Dataset entries:
#[cfg(test)]
mod tests {
    use super::*;
    use crate::data::{RowError, RowErrorKind};
    use pretty_assertions::assert_eq;

    fn rec(country: &str, year: &str, pop: &str) -> PopulationRecord {
        PopulationRecord {
            country: country.to_string(),
            year: year.to_string(),
            population: pop.to_string(),
            density: "10".to_string(),
            growth_rate: "1.2".to_string(),
        }
    }

    fn loaded(records: Vec<PopulationRecord>) -> ViewEvent {
        ViewEvent::DataLoaded(ParsedCsv {
            records,
            skipped: Vec::new(),
        })
    }

    fn state_with_data() -> ViewState {
        let mut state = ViewState::new("1960", PlotLayout::default());
        state.apply(loaded(vec![
            rec("Peru", "1960", "10000000"),
            rec("Chile", "1960", "7600000"),
            rec("Peru", "1970", "13000000"),
        ]));
        state
    }

    #[test]
    fn starts_idle_with_empty_valid_scene() {
        let state = ViewState::new("1960", PlotLayout::default());
        assert_eq!(state.status, LoadStatus::Idle);
        assert!(state.scene().circles.is_empty());
        assert!(state.years().is_empty());
    }

    #[test]
    fn loading_populates_years_and_scene() {
        let state = state_with_data();
        assert_eq!(state.years(), ["1960", "1970"]);
        assert_eq!(state.selected_year(), "1960");
        assert_eq!(state.scene().circles.len(), 2);
        assert_eq!(state.status, LoadStatus::Ready { records: 3, skipped: 0 });
    }

    #[test]
    fn missing_default_year_falls_back_to_first_year() {
        let mut state = ViewState::new("1960", PlotLayout::default());
        state.apply(loaded(vec![rec("Peru", "2000", "1"), rec("Peru", "1990", "1")]));
        assert_eq!(state.selected_year(), "2000");
        assert_eq!(state.scene().circles.len(), 1);
    }

    #[test]
    fn selecting_year_rebuilds_scene() {
        let mut state = state_with_data();
        state.apply(ViewEvent::YearSelected("1970".to_string()));
        assert_eq!(state.scene().circles.len(), 1);
        assert_eq!(state.scene().circles[0].label, "Peru: 13000000");

        state.apply(ViewEvent::YearSelected("1850".to_string()));
        assert!(state.scene().circles.is_empty());
    }

    #[test]
    fn hover_shows_country_and_population() {
        let mut state = state_with_data();
        state.apply(ViewEvent::PointerEntered {
            circle: 1,
            position: Point::new(5.0, 6.0),
            time: 1.0,
        });
        assert!(state.tooltip.visible);
        assert_eq!(state.tooltip.text, "Chile: 7600000");
        assert_eq!(state.tooltip.position, Point::new(5.0, 6.0));

        state.apply(ViewEvent::PointerMoved {
            position: Point::new(20.0, 30.0),
        });
        assert_eq!(state.tooltip.position, Point::new(30.0, 40.0));

        state.apply(ViewEvent::PointerLeft);
        assert!(!state.tooltip.visible);
        assert_eq!(state.tooltip.opacity(5.0), 0.0);
    }

    #[test]
    fn tooltip_fades_in_over_200ms() {
        let mut state = state_with_data();
        state.apply(ViewEvent::PointerEntered {
            circle: 0,
            position: Point::default(),
            time: 10.0,
        });
        let tooltip = &state.tooltip;
        assert_eq!(tooltip.opacity(10.0), 0.0);
        let mid = tooltip.opacity(10.1);
        assert!(mid > 0.0 && mid < TOOLTIP_OPACITY);
        assert!(tooltip.is_fading(10.1));
        assert_eq!(tooltip.opacity(10.25), TOOLTIP_OPACITY);
        assert_eq!(tooltip.opacity(99.0), TOOLTIP_OPACITY);
        assert!(!tooltip.is_fading(10.3));
    }

    #[test]
    fn enter_on_missing_circle_is_ignored() {
        let mut state = state_with_data();
        state.apply(ViewEvent::PointerEntered {
            circle: 42,
            position: Point::default(),
            time: 0.0,
        });
        assert!(!state.tooltip.visible);
    }

    #[test]
    fn move_without_hover_keeps_tooltip_hidden() {
        let mut state = state_with_data();
        state.apply(ViewEvent::PointerMoved {
            position: Point::new(1.0, 1.0),
        });
        assert_eq!(state.tooltip, TooltipState::default());
    }

    #[test]
    fn year_change_resets_tooltip() {
        let mut state = state_with_data();
        state.apply(ViewEvent::PointerEntered {
            circle: 1,
            position: Point::default(),
            time: 0.0,
        });
        state.apply(ViewEvent::YearSelected("1970".to_string()));
        assert!(!state.tooltip.visible);
        assert_eq!(state.tooltip.hovered, None);
    }

    #[test]
    fn all_rows_skipped_is_no_data() {
        let mut state = ViewState::new("1960", PlotLayout::default());
        state.apply(ViewEvent::DataLoaded(ParsedCsv {
            records: Vec::new(),
            skipped: vec![RowError {
                line: 2,
                kind: RowErrorKind::TooFewColumns { needed: 5, found: 1 },
            }],
        }));
        assert_eq!(state.status, LoadStatus::NoData { skipped: 1 });
        assert!(state.status.is_error());
        assert!(!state.has_data());
    }

    #[test]
    fn failure_clears_records_and_reports_error() {
        let mut state = state_with_data();
        state.apply(ViewEvent::LoadStarted);
        assert!(state.status.is_busy());
        state.apply(ViewEvent::LoadFailed("disk on fire".to_string()));
        assert_eq!(state.status.message(), "Error: disk on fire");
        assert!(!state.has_data());
        assert!(state.scene().circles.is_empty());
    }

    #[test]
    fn status_messages() {
        assert_eq!(
            LoadStatus::Ready { records: 4, skipped: 0 }.message(),
            "Loaded 4 records"
        );
        assert_eq!(
            LoadStatus::Ready { records: 4, skipped: 2 }.message(),
            "Loaded 4 records (2 rows skipped)"
        );
    }

    #[test]
    fn pointer_transitions() {
        let p = Point::new(1.0, 2.0);
        let idle = TooltipState::default();
        assert!(pointer_transition(&idle, None, p, 0.0).is_empty());
        assert_eq!(
            pointer_transition(&idle, Some(3), p, 0.5),
            vec![ViewEvent::PointerEntered {
                circle: 3,
                position: p,
                time: 0.5,
            }]
        );

        let hovering = TooltipState {
            visible: true,
            hovered: Some(3),
            pointer: Point::new(0.0, 0.0),
            ..TooltipState::default()
        };
        assert_eq!(
            pointer_transition(&hovering, Some(3), p, 0.5),
            vec![ViewEvent::PointerMoved { position: p }]
        );
        assert_eq!(
            pointer_transition(&hovering, None, p, 0.5),
            vec![ViewEvent::PointerLeft]
        );
        assert_eq!(pointer_transition(&hovering, Some(4), p, 0.5).len(), 2);
    }

    #[test]
    fn resting_pointer_produces_no_events() {
        let mut state = state_with_data();
        let p = Point::new(5.0, 6.0);
        for event in pointer_transition(&state.tooltip, Some(0), p, 1.0) {
            state.apply(event);
        }
        assert_eq!(state.tooltip.hovered, Some(0));
        assert!(pointer_transition(&state.tooltip, Some(0), p, 2.0).is_empty());

        let moved = Point::new(7.0, 6.0);
        let events = pointer_transition(&state.tooltip, Some(0), moved, 3.0);
        assert_eq!(events, vec![ViewEvent::PointerMoved { position: moved }]);
        for event in events {
            state.apply(event);
        }
        assert!(pointer_transition(&state.tooltip, Some(0), moved, 4.0).is_empty());
    }
}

What you have to do: Exact duplication is required for the lines above, from the line that contains "let hovering = TooltipState" to the line that contains "let p = Point::new(5.0, 6.0);", inclusive; omit all others.

Answer area:
        let hovering = TooltipState {
            visible: true,
            hovered: Some(3),
            pointer: Point::new(0.0, 0.0),
            ..TooltipState::default()
        };
        assert_eq!(
            pointer_transition(&hovering, Some(3), p, 0.5),
            vec![ViewEvent::PointerMoved { position: p }]
        );
        assert_eq!(
            pointer_transition(&hovering, None, p, 0.5),
            vec![ViewEvent::PointerLeft]
        );
        assert_eq!(pointer_transition(&hovering, Some(4), p, 0.5).len(), 2);
    }

    #[test]
    fn resting_pointer_produces_no_events() {
        let mut state = state_with_data();
        let p = Point::new(5.0, 6.0);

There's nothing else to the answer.